### Provided information
use super::*;
use crate::assets::manifest::Attachment;

const SQUARE: &[u8] = br##"<svg xmlns="http://www.w3.org/2000/svg" width="4" height="2">
  <rect id="colorable" x="0" y="0" width="4" height="2" fill="#ff0000"/>
</svg>"##;

fn meta(outline: bool) -> AssetMeta {
    AssetMeta {
        name: "Square".to_owned(),
        attachment: Attachment::None,
        slot: None,
        part: None,
        outline,
        colorable: true,
        resolution: 2.0,
    }
}

fn drain(asset: &mut TextureAsset, queue: &mut TaskQueue, outliner: &mut Outliner) -> usize {
    let mut n = 0;
    while let Some(task) = queue.pop_front() {
        asset.run_task(&task, outliner, queue);
        n += 1;
    }
    n
}

#[test]
fn coalescer_walks_the_state_machine() {
    let mut c = Coalescer::default();
    assert_eq!(c.request(), Admission::Start);
    assert_eq!(c.state(), WorkState::Running);
    assert_eq!(c.request(), Admission::Coalesced);
    assert_eq!(c.request(), Admission::Coalesced);
    assert_eq!(c.state(), WorkState::RunningWithRerun);
    assert_eq!(c.finish(), Completion::Rerun);
    assert_eq!(c.state(), WorkState::Running);
    assert_eq!(c.finish(), Completion::Idle);
    assert_eq!(c.state(), WorkState::Idle);
}

#[test]
fn load_records_natural_size_and_starts_idle() {
    let asset = TextureAsset::load("sq.svg", SourceKind::Vector, SQUARE, meta(false)).unwrap();
    assert_eq!((asset.width(), asset.height()), (4.0, 2.0));
    assert_eq!(asset.processing_state(), ProcessingState::Idle);
    assert!(asset.image(false).is_none());
}

#[test]
fn load_failure_is_asset_load_error() {
    let err = TextureAsset::load("bad.svg", SourceKind::Vector, b"<nope", meta(false)).unwrap_err();
    assert!(matches!(err, PuffsError::AssetLoad { ref key, .. } if key == "bad.svg"));
}

#[test]
fn many_requests_mid_flight_cause_exactly_one_rerun() {
    let mut asset = TextureAsset::load("sq.svg", SourceKind::Vector, SQUARE, meta(false)).unwrap();
    let mut queue = TaskQueue::new();
    let mut outliner = Outliner::new();

    assert_eq!(asset.rasterize(&mut queue), Admission::Start);
    for _ in 0..5 {
        assert_eq!(asset.rasterize(&mut queue), Admission::Coalesced);
    }
    assert_eq!(queue.len(), 1);
    assert!(asset.raster_pending());
    assert_eq!(asset.processing_state(), ProcessingState::Rasterizing);

    drain(&mut asset, &mut queue, &mut outliner);
    assert_eq!(asset.raster_runs(), 2);
    assert_eq!(asset.raster_generation(), 2);
    assert_eq!(asset.processing_state(), ProcessingState::Idle);
}

#[test]
fn single_request_runs_once() {
    let mut asset = TextureAsset::load("sq.svg", SourceKind::Vector, SQUARE, meta(false)).unwrap();
    let mut queue = TaskQueue::new();
    asset.rasterize(&mut queue);
    drain(&mut asset, &mut queue, &mut Outliner::new());
    assert_eq!(asset.raster_runs(), 1);

    let img = asset.image(false).unwrap();
    assert_eq!((img.pixmap.width(), img.pixmap.height()), (8, 4));
    assert!(!img.outlined);
}

#[test]
fn rasterize_is_followed_by_outline_when_supported() {
    let mut asset = TextureAsset::load("sq.svg", SourceKind::Vector, SQUARE, meta(true)).unwrap();
    let mut queue = TaskQueue::new();
    asset.rasterize(&mut queue);
    drain(&mut asset, &mut queue, &mut Outliner::new());

    assert_eq!(asset.outline_runs(), 1);
    let img = asset.image(true).unwrap();
    assert!(img.outlined);
    // Default thickness 3 units at 2 px/unit pads 6 px per side.
    assert_eq!(img.pixmap.width(), 8 + 12);
    let (w, h) = asset.image_size(&img);
    assert_eq!((w, h), (10.0, 8.0));
}

#[test]
fn failed_rasterize_keeps_previous_raster() {
    let mut asset = TextureAsset::load("sq.svg", SourceKind::Vector, SQUARE, meta(false)).unwrap();
    let mut queue = TaskQueue::new();
    let mut outliner = Outliner::new();
    asset.rasterize(&mut queue);
    drain(&mut asset, &mut queue, &mut outliner);
    assert_eq!(asset.raster_generation(), 1);

    // 4 units at 5000 px/unit is past the raster size limit.
    asset.meta_mut().resolution = 5_000.0;
    asset.rasterize(&mut queue);
    drain(&mut asset, &mut queue, &mut outliner);

    assert_eq!(asset.raster_runs(), 2);
    assert_eq!(asset.raster_generation(), 1);
    assert_eq!(asset.processing_state(), ProcessingState::Idle);
    let img = asset.image(false).unwrap();
    assert_eq!((img.pixmap.width(), img.pixmap.height()), (8, 4));
    assert_eq!(img.generation, 1);

    // The coalescer is idle again, so the next request starts fresh.
    asset.meta_mut().resolution = 2.0;
    assert_eq!(asset.rasterize(&mut queue), Admission::Start);
}

#[test]
fn failed_outline_keeps_previous_outlined_bitmap() {
    let mut asset = TextureAsset::load("sq.svg", SourceKind::Vector, SQUARE, meta(true)).unwrap();
    let mut queue = TaskQueue::new();
    let mut outliner = Outliner::new();
    asset.rasterize(&mut queue);
    drain(&mut asset, &mut queue, &mut outliner);
    assert_eq!(asset.outline_generation(), 1);

    let huge = OutlineSettings {
        thickness: 1e9,
        ..OutlineSettings::default()
    };
    assert_eq!(asset.outline(huge, &mut queue), Admission::Start);
    drain(&mut asset, &mut queue, &mut outliner);

    assert_eq!(asset.outline_runs(), 2);
    assert_eq!(asset.outline_generation(), 1);
    assert_eq!(asset.processing_state(), ProcessingState::Idle);
    let img = asset.image(true).unwrap();
    assert!(img.outlined);
    assert_eq!(img.pixmap.width(), 8 + 12);

    assert_eq!(
        asset.outline(OutlineSettings::default(), &mut queue),
        Admission::Start
    );
}

#[test]
fn outline_request_without_support_is_skipped() {
    let mut asset = TextureAsset::load("sq.svg", SourceKind::Vector, SQUARE, meta(false)).unwrap();
    let mut queue = TaskQueue::new();
    assert_eq!(
        asset.outline(OutlineSettings::default(), &mut queue),
        Admission::Skipped
    );
    assert!(queue.is_empty());

    asset.rasterize(&mut queue);
    drain(&mut asset, &mut queue, &mut Outliner::new());
    assert!(!asset.image(true).unwrap().outlined);
}

#[test]
fn latest_outline_settings_win() {
    let mut asset = TextureAsset::load("sq.svg", SourceKind::Vector, SQUARE, meta(true)).unwrap();
    let mut queue = TaskQueue::new();
    let mut outliner = Outliner::new();
    asset.rasterize(&mut queue);
    drain(&mut asset, &mut queue, &mut outliner);

    let thin = OutlineSettings {
        color: Rgba8::BLACK,
        thickness: 1.0,
    };
    let thick = OutlineSettings { thickness: 2.0, ..thin };
    asset.outline(thin, &mut queue);
    asset.outline(thick, &mut queue);
    assert_eq!(queue.len(), 1);
    drain(&mut asset, &mut queue, &mut outliner);

    assert_eq!(asset.outline_runs(), 3);
    assert_eq!(asset.outline_settings(), thick);
    assert_eq!(asset.image(true).unwrap().pixmap.width(), 8 + 8);
}

#[test]
fn fill_override_recolors_on_next_rasterize() {
    let mut asset = TextureAsset::load("sq.svg", SourceKind::Vector, SQUARE, meta(false)).unwrap();
    let mut queue = TaskQueue::new();
    let mut outliner = Outliner::new();
    asset.set_fill_override(Some(Rgba8::new(0, 0, 255, 255)));
    asset.rasterize(&mut queue);
    drain(&mut asset, &mut queue, &mut outliner);

    let px = asset.image(false).unwrap().pixmap.pixel(4, 2).unwrap();
    assert_eq!((px.red(), px.blue()), (0, 255));
}

#[test]
fn replace_source_drops_stale_tasks() {
    let mut asset = TextureAsset::load("sq.svg", SourceKind::Vector, SQUARE, meta(false)).unwrap();
    let mut queue = TaskQueue::new();
    let mut outliner = Outliner::new();
    asset.rasterize(&mut queue);

    let wide = br#"<svg xmlns="http://www.w3.org/2000/svg" width="6" height="2"><rect width="6" height="2"/></svg>"#;
    asset.replace_source(SourceKind::Vector, wide).unwrap();
    assert_eq!(asset.processing_state(), ProcessingState::Idle);
    assert_eq!(asset.epoch(), 1);

    // The queued task belongs to the old epoch and is ignored.
    drain(&mut asset, &mut queue, &mut outliner);
    assert_eq!(asset.raster_runs(), 0);

    asset.rasterize(&mut queue);
    drain(&mut asset, &mut queue, &mut outliner);
    assert_eq!(asset.image(false).unwrap().pixmap.width(), 12);
}

#[test]
fn failed_replace_keeps_previous_source() {
    let mut asset = TextureAsset::load("sq.svg", SourceKind::Vector, SQUARE, meta(false)).unwrap();
    assert!(asset.replace_source(SourceKind::Bitmap, b"junk").is_err());
    assert_eq!(asset.width(), 4.0);
    assert_eq!(asset.epoch(), 0);
}

#[test]
fn outline_waits_for_rasterize_in_flight() {
    let mut asset = TextureAsset::load("sq.svg", SourceKind::Vector, SQUARE, meta(true)).unwrap();
    let mut queue = TaskQueue::new();
    asset.rasterize(&mut queue);

    let thin = OutlineSettings {
        color: Rgba8::BLACK,
        thickness: 1.0,
    };
    assert_eq!(asset.outline(thin, &mut queue), Admission::Deferred);
    assert_eq!(queue.len(), 1);

    drain(&mut asset, &mut queue, &mut Outliner::new());
    assert_eq!(asset.outline_runs(), 1);
    assert_eq!(asset.image(true).unwrap().pixmap.width(), 8 + 4);
}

### Your goal
In the material above, find each line containing the word "WorkState" and copy it.

### Answer box
    assert_eq!(c.state(), WorkState::Running);
    assert_eq!(c.state(), WorkState::RunningWithRerun);
    assert_eq!(c.state(), WorkState::Running);
    assert_eq!(c.state(), WorkState::Idle);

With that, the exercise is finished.